## Task description
Copy out every line of the records in which "here" can be found.

## Given information
┌──

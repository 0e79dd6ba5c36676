//! Error taxonomy for the discussion store.
//!
//! Every variant is recoverable at the request boundary; none of these should
//! ever terminate the process. The cache and the rate limiter deliberately do
//! not appear here — they communicate through `Option`/`bool` returns and
//! leave the decision to the caller.

/// Errors produced by [`DiscussionStore`](crate::DiscussionStore) operations.
#[derive(Debug, thiserror::Error)]
pub enum StoreError {
    /// Input was empty or otherwise unusable after sanitization.
    #[error("invalid input: {0}")]
    Validation(String),

    /// The caller exceeded the write rate for the current window.
    /// Transient: retrying after the window elapses will succeed.
    #[error("too many requests")]
    RateLimited,

    /// The discussion key or comment id does not exist.
    #[error("not found: {0}")]
    NotFound(String),
}
//! Metafield wire shapes for stock data.
//!
//! Three shapes are stored in Shopify for the same concept:
//!
//! - **List** - one `json` metafield holding `[{"name": .., "quantity": ..}]`.
//!   Older writers used Spanish keys (`nombre`/`cantidad`), numeric strings,
//!   or wrapped the list as `{"sucursales": [..]}`; all are accepted on read.
//! - **Flat** - one `number_integer` metafield per branch key, named by a
//!   fixed vocabulary ([`FlatVocabulary`]).
//! - **Matrix** - one `json` metafield with a branch list and per-variant
//!   quantity rows ([`BranchMatrix`]), read-only here.

use serde::{Deserialize, Serialize};
use serde_json::{Map, Value};

use super::{StockError, StockLevels, coerce_quantity};

#[derive(Debug, Deserialize)]
struct BranchRecordWire {
    #[serde(alias = "nombre", alias = "sucursal", alias = "branch")]
    name: String,
    #[serde(default, alias = "cantidad", alias = "stock")]
    quantity: Value,
}

/// Decode a list-shaped metafield value.
///
/// # Errors
///
/// Returns `StockError::MatrixField` when the value is a matrix document
/// (it has `variantes`), and `StockError::Malformed` when the value is not
/// JSON, has no recognisable list, or a record carries an invalid quantity.
/// The `{"sucursales": [..]}` wrapper is only accepted as the sole key.
pub fn decode_list(raw: &str) -> Result<StockLevels, StockError> {
    let value: Value = serde_json::from_str(raw)
        .map_err(|e| StockError::Malformed(format!("invalid JSON: {e}")))?;

    let records = match value {
        Value::Array(items) => items,
        Value::Object(map) if map.contains_key("variantes") => return Err(StockError::MatrixField),
        Value::Object(mut map) if map.len() == 1 => {
            match map.remove("sucursales").or_else(|| map.remove("branches")) {
                Some(Value::Array(items)) => items,
                _ => return Err(not_a_list()),
            }
        }
        _ => return Err(not_a_list()),
    };

    let mut levels = StockLevels::new();
    for record in records {
        let record: BranchRecordWire = serde_json::from_value(record)
            .map_err(|e| StockError::Malformed(format!("invalid branch record: {e}")))?;
        let name = record.name.trim();
        if name.is_empty() {
            return Err(StockError::Malformed("branch record without a name".to_string()));
        }
        let quantity = coerce_quantity(name, &record.quantity)
            .map_err(|e| StockError::Malformed(e.to_string()))?
            .unwrap_or(0);
        levels.set(name, quantity);
    }
    Ok(levels)
}

fn not_a_list() -> StockError {
    StockError::Malformed("expected a list of branches".to_string())
}

/// Encode stock levels as a list-shaped metafield value.
///
/// # Errors
///
/// Returns `StockError::Malformed` if serialization fails.
pub fn encode_list(levels: &StockLevels) -> Result<String, StockError> {
    serde_json::to_string(levels).map_err(|e| StockError::Malformed(e.to_string()))
}

/// One entry of the flat vocabulary: a client-facing key and the metafield
/// that stores it.
#[derive(Debug, Clone, PartialEq, Eq, Serialize, Deserialize)]
pub struct FlatField {
    pub key: String,
    pub metafield_key: String,
}

/// The fixed set of branch keys stored as individual integer metafields.
#[derive(Debug, Clone, PartialEq, Eq)]
pub struct FlatVocabulary(Vec<FlatField>);

impl Default for FlatVocabulary {
    fn default() -> Self {
        Self(
            [
                ("web", "stock_por_sucursal"),
                ("stock_centro", "stock_centro"),
                ("suc_coyoacan", "suc_coyoacan"),
                ("suc_benito_juarez", "suc_benito_juarez"),
                ("suc_gustavo_baz", "suc_gustavo_baz"),
                ("suc_naucalpan", "suc_naucalpan"),
                ("suc_toluca", "suc_toluca"),
                ("suc_queretaro", "suc_queretaro"),
                ("suc_vallejo", "suc_vallejo"),
                ("suc_puebla", "suc_puebla"),
            ]
            .into_iter()
            .map(|(key, metafield_key)| FlatField {
                key: key.to_string(),
                metafield_key: metafield_key.to_string(),
            })
            .collect(),
        )
    }
}

impl FlatVocabulary {
    /// Parse `key=metafield_key` pairs separated by commas. A bare `key`
    /// maps to a metafield of the same name.
    ///
    /// # Errors
    ///
    /// Returns an error message for empty entries or duplicate keys.
    pub fn parse(pairs: &str) -> Result<Self, String> {
        let mut fields: Vec<FlatField> = Vec::new();
        for entry in pairs.split(',').map(str::trim).filter(|e| !e.is_empty()) {
            let (key, metafield_key) = entry
                .split_once('=')
                .map_or((entry, entry), |(k, m)| (k.trim(), m.trim()));
            if key.is_empty() || metafield_key.is_empty() {
                return Err(format!("invalid flat field entry '{entry}'"));
            }
            if fields.iter().any(|f| f.key == key) {
                return Err(format!("duplicate flat field key '{key}'"));
            }
            fields.push(FlatField {
                key: key.to_string(),
                metafield_key: metafield_key.to_string(),
            });
        }
        if fields.is_empty() {
            return Err("flat vocabulary cannot be empty".to_string());
        }
        Ok(Self(fields))
    }

    pub fn iter(&self) -> impl Iterator<Item = &FlatField> {
        self.0.iter()
    }

    /// Look up a client-facing key.
    #[must_use]
    pub fn get(&self, key: &str) -> Option<&FlatField> {
        self.0.iter().find(|f| f.key == key)
    }

    #[must_use]
    pub fn len(&self) -> usize {
        self.0.len()
    }

    #[must_use]
    pub fn is_empty(&self) -> bool {
        self.0.is_empty()
    }
}

/// Decode one flat metafield value. Missing or unreadable values count as 0.
#[must_use]
pub fn decode_flat_value(raw: Option<&str>) -> u64 {
    raw.and_then(|v| coerce_quantity("", &Value::String(v.to_string())).ok().flatten())
        .unwrap_or(0)
}

/// Branch list plus per-variant quantity rows.
#[derive(Debug, Clone, PartialEq, Eq, Serialize)]
pub struct BranchMatrix {
    pub branches: Vec<String>,
    pub variants: Vec<VariantStock>,
}

/// One variant row of a [`BranchMatrix`].
#[derive(Debug, Clone, PartialEq, Eq, Serialize)]
pub struct VariantStock {
    pub sku: Option<String>,
    /// Option name → option value.
    pub options: Map<String, Value>,
    /// Quantities in the same order as [`BranchMatrix::branches`].
    pub quantities: Vec<u64>,
}

#[derive(Debug, Deserialize)]
struct MatrixWire {
    sucursales: Value,
    variantes: Value,
}

#[derive(Debug, Deserialize)]
struct MatrixBranchWire {
    nombre: String,
}

#[derive(Debug, Deserialize)]
struct MatrixVariantWire {
    #[serde(default)]
    sku: Option<String>,
    #[serde(default)]
    opciones: Value,
    #[serde(default)]
    cantidades: Value,
}

#[derive(Debug, Deserialize)]
struct MatrixOptionWire {
    nombre: String,
    valor: Value,
}

/// Decode a matrix-shaped metafield value.
///
/// # Errors
///
/// Returns `StockError::Malformed` with `"invalid JSON"` when the value does
/// not parse, and a structure message when `sucursales`/`variantes` are not
/// arrays or their entries are unreadable.
pub fn decode_matrix(raw: &str) -> Result<BranchMatrix, StockError> {
    let wire: Value = serde_json::from_str(raw)
        .map_err(|e| StockError::Malformed(format!("invalid JSON: {e}")))?;
    let wire: MatrixWire = serde_json::from_value(wire).map_err(|_| invalid_structure())?;

    let (Value::Array(branches), Value::Array(variants)) = (wire.sucursales, wire.variantes) else {
        return Err(invalid_structure());
    };

    let branches = branches
        .into_iter()
        .map(|b| {
            serde_json::from_value::<MatrixBranchWire>(b)
                .map(|b| b.nombre)
                .map_err(|_| invalid_structure())
        })
        .collect::<Result<Vec<_>, _>>()?;

    let variants = variants
        .into_iter()
        .map(|v| {
            let v: MatrixVariantWire =
                serde_json::from_value(v).map_err(|_| invalid_structure())?;
            decode_matrix_row(v)
        })
        .collect::<Result<Vec<_>, _>>()?;

    Ok(BranchMatrix { branches, variants })
}

fn decode_matrix_row(row: MatrixVariantWire) -> Result<VariantStock, StockError> {
    let mut options = Map::new();
    if let Value::Array(items) = row.opciones {
        for item in items {
            if let Ok(option) = serde_json::from_value::<MatrixOptionWire>(item) {
                options.insert(option.nombre, option.valor);
            }
        }
    }

    let quantities = match row.cantidades {
        Value::Array(items) => items
            .iter()
            .map(|q| {
                coerce_quantity(row.sku.as_deref().unwrap_or("variant"), q)
                    .map(Option::unwrap_or_default)
                    .map_err(|e| StockError::Malformed(e.to_string()))
            })
            .collect::<Result<Vec<_>, _>>()?,
        _ => Vec::new(),
    };

    Ok(VariantStock {
        sku: row.sku,
        options,
        quantities,
    })
}

fn invalid_structure() -> StockError {
    StockError::Malformed("expected 'sucursales' and 'variantes' arrays".to_string())
}

#[cfg(test)]
#[allow(clippy::unwrap_used)]
mod tests {
    use super::*;

    #[test]
    fn test_decode_list_canonical() {
        let levels = decode_list(r#"[{"name":"Web","quantity":3},{"name":"Suc. Centro","quantity":0}]"#)
            .unwrap();
        assert_eq!(levels.get("Web"), Some(3));
        assert_eq!(levels.get("Suc. Centro"), Some(0));
    }

    #[test]
    fn test_decode_list_spanish_keys_and_wrapper() {
        let levels = decode_list(
            r#"{"sucursales":[{"nombre":"Suc. Toluca","cantidad":"4"},{"nombre":"Web"}]}"#,
        )
        .unwrap();
        let names: Vec<&str> = levels.names().collect();
        assert_eq!(names, vec!["Suc. Toluca", "Web"]);
        assert_eq!(levels.get("Suc. Toluca"), Some(4));
        assert_eq!(levels.get("Web"), Some(0));
    }

    #[test]
    fn test_decode_list_refuses_matrix_documents() {
        let matrix = r#"{"sucursales":[{"nombre":"Web"}],"variantes":[{"sku":"CL-001","cantidades":[3]}]}"#;
        assert_eq!(decode_list(matrix), Err(StockError::MatrixField));
        assert_eq!(
            decode_list(r#"{"sucursales":[],"variantes":[]}"#),
            Err(StockError::MatrixField)
        );
    }

    #[test]
    fn test_decode_list_wrapper_must_be_sole_key() {
        assert!(matches!(
            decode_list(r#"{"sucursales":[{"nombre":"Web"}],"extra":1}"#),
            Err(StockError::Malformed(_))
        ));
    }

    #[test]
    fn test_decode_list_rejects_garbage() {
        assert!(matches!(decode_list("not json"), Err(StockError::Malformed(_))));
        assert!(matches!(decode_list(r#"{"foo": 1}"#), Err(StockError::Malformed(_))));
        assert!(matches!(decode_list("42"), Err(StockError::Malformed(_))));
        assert!(matches!(
            decode_list(r#"[{"name":"Web","quantity":"many"}]"#),
            Err(StockError::Malformed(_))
        ));
    }

    #[test]
    fn test_encode_then_decode_keeps_order() {
        let levels: StockLevels = [("B".to_string(), 2), ("A".to_string(), 1)]
            .into_iter()
            .collect();
        let raw = encode_list(&levels).unwrap();
        assert_eq!(raw, r#"[{"name":"B","quantity":2},{"name":"A","quantity":1}]"#);
        assert_eq!(decode_list(&raw).unwrap(), levels);
    }

    #[test]
    fn test_default_vocabulary_maps_web() {
        let vocabulary = FlatVocabulary::default();
        assert_eq!(vocabulary.len(), 10);
        assert_eq!(
            vocabulary.get("web").map(|f| f.metafield_key.as_str()),
            Some("stock_por_sucursal")
        );
        assert!(vocabulary.get("suc_inexistente").is_none());
    }

    #[test]
    fn test_parse_vocabulary() {
        let vocabulary = FlatVocabulary::parse("web=stock_por_sucursal, suc_toluca").unwrap();
        let fields: Vec<&FlatField> = vocabulary.iter().collect();
        assert_eq!(fields.len(), 2);
        assert_eq!(fields[1].metafield_key, "suc_toluca");
        assert!(FlatVocabulary::parse("web,web").is_err());
        assert!(FlatVocabulary::parse(" , ").is_err());
        assert!(FlatVocabulary::parse("web=").is_err());
    }

    #[test]
    fn test_decode_flat_value() {
        assert_eq!(decode_flat_value(Some("12")), 12);
        assert_eq!(decode_flat_value(Some("")), 0);
        assert_eq!(decode_flat_value(Some("x")), 0);
        assert_eq!(decode_flat_value(None), 0);
    }

    #[test]
    fn test_decode_matrix() {
        let matrix = decode_matrix(
            r#"{
                "sucursales": [{"nombre": "Web"}, {"nombre": "Suc. Centro"}],
                "variantes": [
                    {"sku": "CL-001", "opciones": [{"nombre": "Tamaño", "valor": "King"}], "cantidades": [3, "2"]},
                    {"sku": "CL-002"}
                ]
            }"#,
        )
        .unwrap();
        assert_eq!(matrix.branches, vec!["Web", "Suc. Centro"]);
        assert_eq!(matrix.variants.len(), 2);
        assert_eq!(matrix.variants[0].quantities, vec![3, 2]);
        assert_eq!(
            matrix.variants[0].options.get("Tamaño"),
            Some(&Value::String("King".to_string()))
        );
        assert!(matrix.variants[1].quantities.is_empty());
    }

    #[test]
    fn test_decode_matrix_errors() {
        let err = decode_matrix("{").unwrap_err();
        assert!(err.to_string().contains("invalid JSON"));

        let err = decode_matrix(r#"{"sucursales": {}, "variantes": []}"#).unwrap_err();
        assert!(err.to_string().contains("'sucursales' and 'variantes'"));

        let err = decode_matrix(r#"{"variantes": []}"#).unwrap_err();
        assert!(err.to_string().contains("'sucursales' and 'variantes'"));
    }
}
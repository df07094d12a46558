//! List-shaped branch stock route handlers.

use axum::{
    Json, Router,
    extract::{Query, State, rejection::{JsonRejection, QueryRejection}},
    http::Method,
    routing::get,
};
use branch_stock_core::{BranchStock, ChangeSet, LookupParams, OwnerScope};
use serde::{Deserialize, Serialize};
use serde_json::{Map, Value};
use tracing::instrument;

use crate::{
    config::CorsConfig,
    error::{AppError, Result},
    services::BranchStockService,
    state::AppState,
};

use super::{cors_layer, method_not_allowed, options};

/// Build the branch stock router.
pub fn router(cors: &CorsConfig) -> Router<AppState> {
    Router::new()
        .route(
            "/api/branch-stock",
            get(read_branch_stock)
                .post(update_branch_stock)
                .options(options)
                .fallback(method_not_allowed),
        )
        .layer(cors_layer(cors, &[Method::GET, Method::POST]))
}

/// Query parameters for reading.
#[derive(Debug, Deserialize)]
pub struct BranchStockQuery {
    #[serde(flatten)]
    pub lookup: LookupParams,
    pub owner: Option<OwnerScope>,
}

/// Body for updating.
///
/// Either `cambios` (`{branch: quantity}`) or the single-branch shorthand
/// `sucursal` + `cantidad`.
#[derive(Debug, Deserialize)]
pub struct BranchStockUpdate {
    #[serde(flatten)]
    pub lookup: LookupParams,
    pub owner: Option<OwnerScope>,
    #[serde(alias = "changes")]
    pub cambios: Option<Map<String, Value>>,
    #[serde(alias = "branch")]
    pub sucursal: Option<String>,
    #[serde(alias = "quantity")]
    pub cantidad: Option<Value>,
}

#[derive(Debug, Serialize)]
pub struct BranchStockResponse {
    pub ok: bool,
    pub owner_id: String,
    pub handle: String,
    pub branches: Vec<BranchStock>,
}

#[derive(Debug, Serialize)]
pub struct BranchStockUpdateResponse {
    pub ok: bool,
    pub owner_id: String,
    pub branches: Vec<BranchStock>,
    pub updated: Vec<String>,
    pub appended: Vec<String>,
    pub ignored: Vec<String>,
}

impl BranchStockUpdate {
    fn change_set(&self) -> Result<ChangeSet> {
        if let Some(cambios) = &self.cambios {
            return Ok(ChangeSet::from_json(cambios)?);
        }
        match (&self.sucursal, &self.cantidad) {
            (Some(branch), Some(quantity)) => Ok(ChangeSet::single(branch, quantity)?),
            (Some(_), None) => Err(AppError::BadRequest(
                "cantidad is required with sucursal".to_string(),
            )),
            (None, _) => Err(AppError::BadRequest(
                "cambios or sucursal/cantidad is required".to_string(),
            )),
        }
    }
}

/// Read the branch quantities of a product or variant.
///
/// # Errors
///
/// Returns 400 without a usable identifier and 404 when nothing matches.
#[instrument(skip(state, query))]
pub async fn read_branch_stock(
    State(state): State<AppState>,
    query: std::result::Result<Query<BranchStockQuery>, QueryRejection>,
) -> Result<Json<BranchStockResponse>> {
    let Query(query) = query?;
    let lookup = query.lookup.into_lookup()?;
    let scope = query.owner.unwrap_or_else(|| OwnerScope::default_for(&lookup));

    let service = BranchStockService::new(&state);
    let owner = service.resolve_owner(&lookup, scope).await?;
    let levels = service.read(&owner).await?;

    Ok(Json(BranchStockResponse {
        ok: true,
        owner_id: owner.gid().to_string(),
        handle: owner.handle().to_string(),
        branches: levels.into_inner(),
    }))
}

/// Merge a change set into the stock field and write it back.
///
/// The whole change set is validated before anything is written.
///
/// # Errors
///
/// Returns 400 for invalid quantities or a missing identifier, 404 when
/// nothing matches, and 400 when Shopify rejects the value.
#[instrument(skip(state, body))]
pub async fn update_branch_stock(
    State(state): State<AppState>,
    body: std::result::Result<Json<BranchStockUpdate>, JsonRejection>,
) -> Result<Json<BranchStockUpdateResponse>> {
    let Json(body) = body?;
    let changes = body.change_set()?;
    let lookup = body.lookup.into_lookup()?;
    let scope = body.owner.unwrap_or_else(|| OwnerScope::default_for(&lookup));

    let service = BranchStockService::new(&state);
    let owner = service.resolve_owner(&lookup, scope).await?;
    let outcome = service.apply(&owner, &changes).await?;

    Ok(Json(BranchStockUpdateResponse {
        ok: true,
        owner_id: owner.gid().to_string(),
        branches: outcome.levels.into_inner(),
        updated: outcome.updated,
        appended: outcome.appended,
        ignored: outcome.ignored,
    }))
}
//! Boolean flag route handler.

use axum::{
    Json, Router,
    extract::{State, rejection::JsonRejection},
    http::Method,
    response::{IntoResponse, Response},
    routing::post,
};
use branch_stock_core::{MatchedBy, ProductGid};
use serde::{Deserialize, Serialize};
use tracing::instrument;

use crate::{
    config::CorsConfig,
    error::{AppError, Result},
    services::{FlagService, flags::BatchItem},
    state::AppState,
};

use super::{cors_layer, method_not_allowed, options};

pub fn router(cors: &CorsConfig) -> Router<AppState> {
    Router::new()
        .route(
            "/api/flag-by-sku",
            post(flag_by_sku)
                .options(options)
                .fallback(method_not_allowed),
        )
        .layer(cors_layer(cors, &[Method::POST]))
}

/// `sku` for one product or `skus` for a batch; `value` defaults to true.
#[derive(Debug, Deserialize)]
pub struct FlagRequest {
    pub sku: Option<String>,
    pub skus: Option<Vec<String>>,
    pub value: Option<bool>,
}

#[derive(Debug, Serialize)]
pub struct FlagResponse {
    pub ok: bool,
    pub product_gid: ProductGid,
    pub matched_strategy: MatchedBy,
}

#[derive(Debug, Serialize)]
pub struct BatchFlagResponse {
    pub ok: bool,
    pub results: Vec<BatchItem>,
}

/// Set the flag on the products owning the given SKUs.
///
/// # Errors
///
/// Single mode returns 404 when the SKU matches nothing. Batch mode always
/// answers 200 with per-SKU results.
#[instrument(skip(state, body))]
pub async fn flag_by_sku(
    State(state): State<AppState>,
    body: std::result::Result<Json<FlagRequest>, JsonRejection>,
) -> Result<Response> {
    let Json(body) = body?;
    let value = body.value.unwrap_or(true);
    let service = FlagService::new(&state);

    if let Some(skus) = body.skus.filter(|s| !s.is_empty()) {
        let results = service.set_many(&skus, value).await;
        let ok = results.iter().all(|r| r.ok);
        return Ok(Json(BatchFlagResponse { ok, results }).into_response());
    }

    let sku = body
        .sku
        .ok_or_else(|| AppError::BadRequest("sku or skus is required".to_string()))?;
    let outcome = service.set_by_sku(&sku, value).await?;

    Ok(Json(FlagResponse {
        ok: true,
        product_gid: outcome.product_gid,
        matched_strategy: outcome.matched_strategy,
    })
    .into_response())
}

└──

## Worked solution
//! not appear here — they communicate through `Option`/`bool` returns and
//!   quantity rows ([`BranchMatrix`]), read-only here.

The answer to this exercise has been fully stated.